Center for Biological Diversity applauds resignation
of Secretary of Interior Gale Norton
Controversial appointee exemplified revolving door between industry,
FOR IMMEDIATE RELEASE: March 10, 2006
Contact: Michael Finkelstein (520) 623-5252 x301, email@example.com
Tucson, Ariz. - The Center for Biological Diversity applauds today’s announcement by presidential appointee Gale Norton that she is resigning as Secretary of Interior. Norton used her post as the nation’s top environment official to dismantle wildlife and wilderness protections; expand oil drilling, mining, and logging on public lands; and squash efforts by government scientists to establish rational environmental policy. Under her tenure, agency morale declined to an all-time low and millions of acres of land were forever scarred.
“It’s a good day for wildlife, wilderness and anyone who cares about America’s natural heritage,” said Michael Finkelstein, executive director of the Center for Biological Diversity.
Norton worked under James Watt in the Reagan Administration, left to work for the mining, oil, and timber industries, moved on to become a lobbyist for anti-environmental groups, then returned to government in the Bush administration. “Norton exemplifies the corruption-inducing revolving door between the Bush administration and industry,” said Finkelstein, “the fox wasn’t just guarding the henhouse, she burned it down.”
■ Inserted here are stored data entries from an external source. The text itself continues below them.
//! Weighted PCA anisotropy estimate for a single sample point.
//!
//! 1. Weighted mean μ of the extended neighborhood, weights from a cubic kernel
//!    with the extended support radius.
//! 2. Weighted covariance C = Σ wⱼ (xⱼ − μ)(xⱼ − μ)ᵀ / Σ wⱼ.
//! 3. C = R Σ Rᵀ (symmetric eigendecomposition).
//! 4. Regularize Σ: sparse neighborhoods get k_n on every axis; otherwise clamp
//!    to max(Σ)/k_r and scale by k_s.
//! 5. G = (1/h) R Σ⁻¹ Rᵀ.
//!
//! Eigen-pairs are not sorted; only the largest eigenvalue matters.

use log::warn;
use nalgebra::{Matrix3, SymmetricEigen, Vector3};
use thiserror::Error;

use super::anisotropic::Deformation;
use super::cubic::CubicKernel;
use crate::core::AnisotropyParams;

const EIGEN_EPSILON: f32 = 1.0e-7;
const EIGEN_MAX_ITERATIONS: usize = 64;

/// Spectra whose largest eigenvalue is below this are treated as a single point.
const MIN_SPREAD: f32 = 1.0e-12;

/// Numerical failures of the estimate. None of them are fatal.
#[derive(Debug, Error, PartialEq)]
pub enum AnisotropyError {
    #[error("eigendecomposition did not converge")]
    EigenNoConvergence,

    #[error("neighborhood has zero total weight")]
    ZeroWeight,
}

/// Output of one estimate.
#[derive(Clone, Copy, Debug, PartialEq)]
pub struct Anisotropy {
    pub deformation: Deformation,

    /// Regularized spectrum (after the k_n / k_r / k_s policy)
    pub eigenvalues: Vector3<f32>,
}

/// WPCA estimator with fixed radii and regularization parameters.
#[derive(Clone, Copy, Debug)]
pub struct WpcaEstimator {
    weight_kernel: CubicKernel,
    inv_h: f32,
    params: AnisotropyParams,
}

impl WpcaEstimator {
    /// `radius` is the tight kernel support h, `radius_ext` the extended support.
    pub fn new(radius: f32, radius_ext: f32, params: AnisotropyParams) -> Self {
        Self {
            weight_kernel: CubicKernel::new(radius_ext),
            inv_h: 1.0 / radius,
            params,
        }
    }

    pub fn params(&self) -> &AnisotropyParams {
        &self.params
    }

    /// Estimate the deformation at `x` from the extended neighborhood positions.
    pub fn estimate(&self, x: &Vector3<f32>, neighbors: &[Vector3<f32>]) -> Result<Anisotropy, AnisotropyError> {
        if neighbors.len() <= self.params.n_eps {
            return Ok(self.isotropic_floor());
        }

        let mut weight_sum = 0.0f32;
        let mut mean = Vector3::zeros();
        for xj in neighbors {
            let w = self.weight_kernel.w(&(xj - x));
            weight_sum += w;
            mean += xj * w;
        }
        if weight_sum <= 0.0 {
            return Err(AnisotropyError::ZeroWeight);
        }
        let inv_weight = 1.0 / weight_sum;
        mean *= inv_weight;

        let mut covariance = Matrix3::zeros();
        for xj in neighbors {
            let w = self.weight_kernel.w(&(xj - x));
            if w > 0.0 {
                let d = xj - mean;
                covariance += (d * d.transpose()) * w;
            }
        }
        covariance *= inv_weight;

        let eigen = SymmetricEigen::try_new(covariance, EIGEN_EPSILON, EIGEN_MAX_ITERATIONS)
            .ok_or(AnisotropyError::EigenNoConvergence)?;

        match self.regularize(&eigen.eigenvalues, neighbors.len()) {
            Some(sigma) => Ok(self.compose(&eigen.eigenvectors, sigma)),
            // Flat spectrum (all points coincide): nothing to stretch along.
            None => Ok(self.isotropic_floor()),
        }
    }

    /// Like `estimate`, but degrades gracefully: on failure the warning is logged
    /// and `g` keeps whatever it held before.
    pub fn update(&self, x: &Vector3<f32>, neighbors: &[Vector3<f32>], g: &mut Deformation) {
        match self.estimate(x, neighbors) {
            Ok(a) => *g = a.deformation,
            Err(e) => warn!(
                "anisotropy estimate at ({:.4}, {:.4}, {:.4}) with {} neighbors failed: {}",
                x.x,
                x.y,
                x.z,
                neighbors.len(),
                e
            ),
        }
    }

    /// Apply the sparse-neighborhood floor or the ratio clamp and global scale.
    ///
    /// Returns None when the spectrum has no positive eigenvalue to clamp against.
    pub fn regularize(&self, eigenvalues: &Vector3<f32>, neighbor_count: usize) -> Option<Vector3<f32>> {
        let p = &self.params;
        if neighbor_count <= p.n_eps {
            return Some(Vector3::repeat(p.k_n));
        }

        let max = eigenvalues.max();
        if !(max > MIN_SPREAD) {
            return None;
        }
        let floor = max / p.k_r;
        Some(eigenvalues.map(|v| v.max(floor) * p.k_s))
    }

    fn isotropic_floor(&self) -> Anisotropy {
        let k_n = self.params.k_n;
        let s = self.inv_h / k_n;
        Anisotropy {
            deformation: Deformation {
                matrix: Matrix3::from_diagonal_element(s),
                determinant: s * s * s,
            },
            eigenvalues: Vector3::repeat(k_n),
        }
    }

    fn compose(&self, rotation: &Matrix3<f32>, sigma: Vector3<f32>) -> Anisotropy {
        let inv_sigma = Matrix3::from_diagonal(&sigma.map(|v| 1.0 / v));
        let matrix = rotation * inv_sigma * rotation.transpose() * self.inv_h;
        let determinant = self.inv_h.powi(3) / (sigma.x * sigma.y * sigma.z);
        Anisotropy {
            deformation: Deformation { matrix, determinant },
            eigenvalues: sigma,
        }
    }
}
Norton’s resignation comes as law enforcement officials investigate whether top Interior official Steven Griles favored the clients of Jack Abramoff. Griles was a coal industry lobbyist elevated to one of the Interior Department’s top posts at the recommendation of Norton.
The Center for Biological Diversity is a nonprofit conservation organization with more than 18,000 members dedicated to protecting endangered species and wild places through science, policy, education, and environmental law.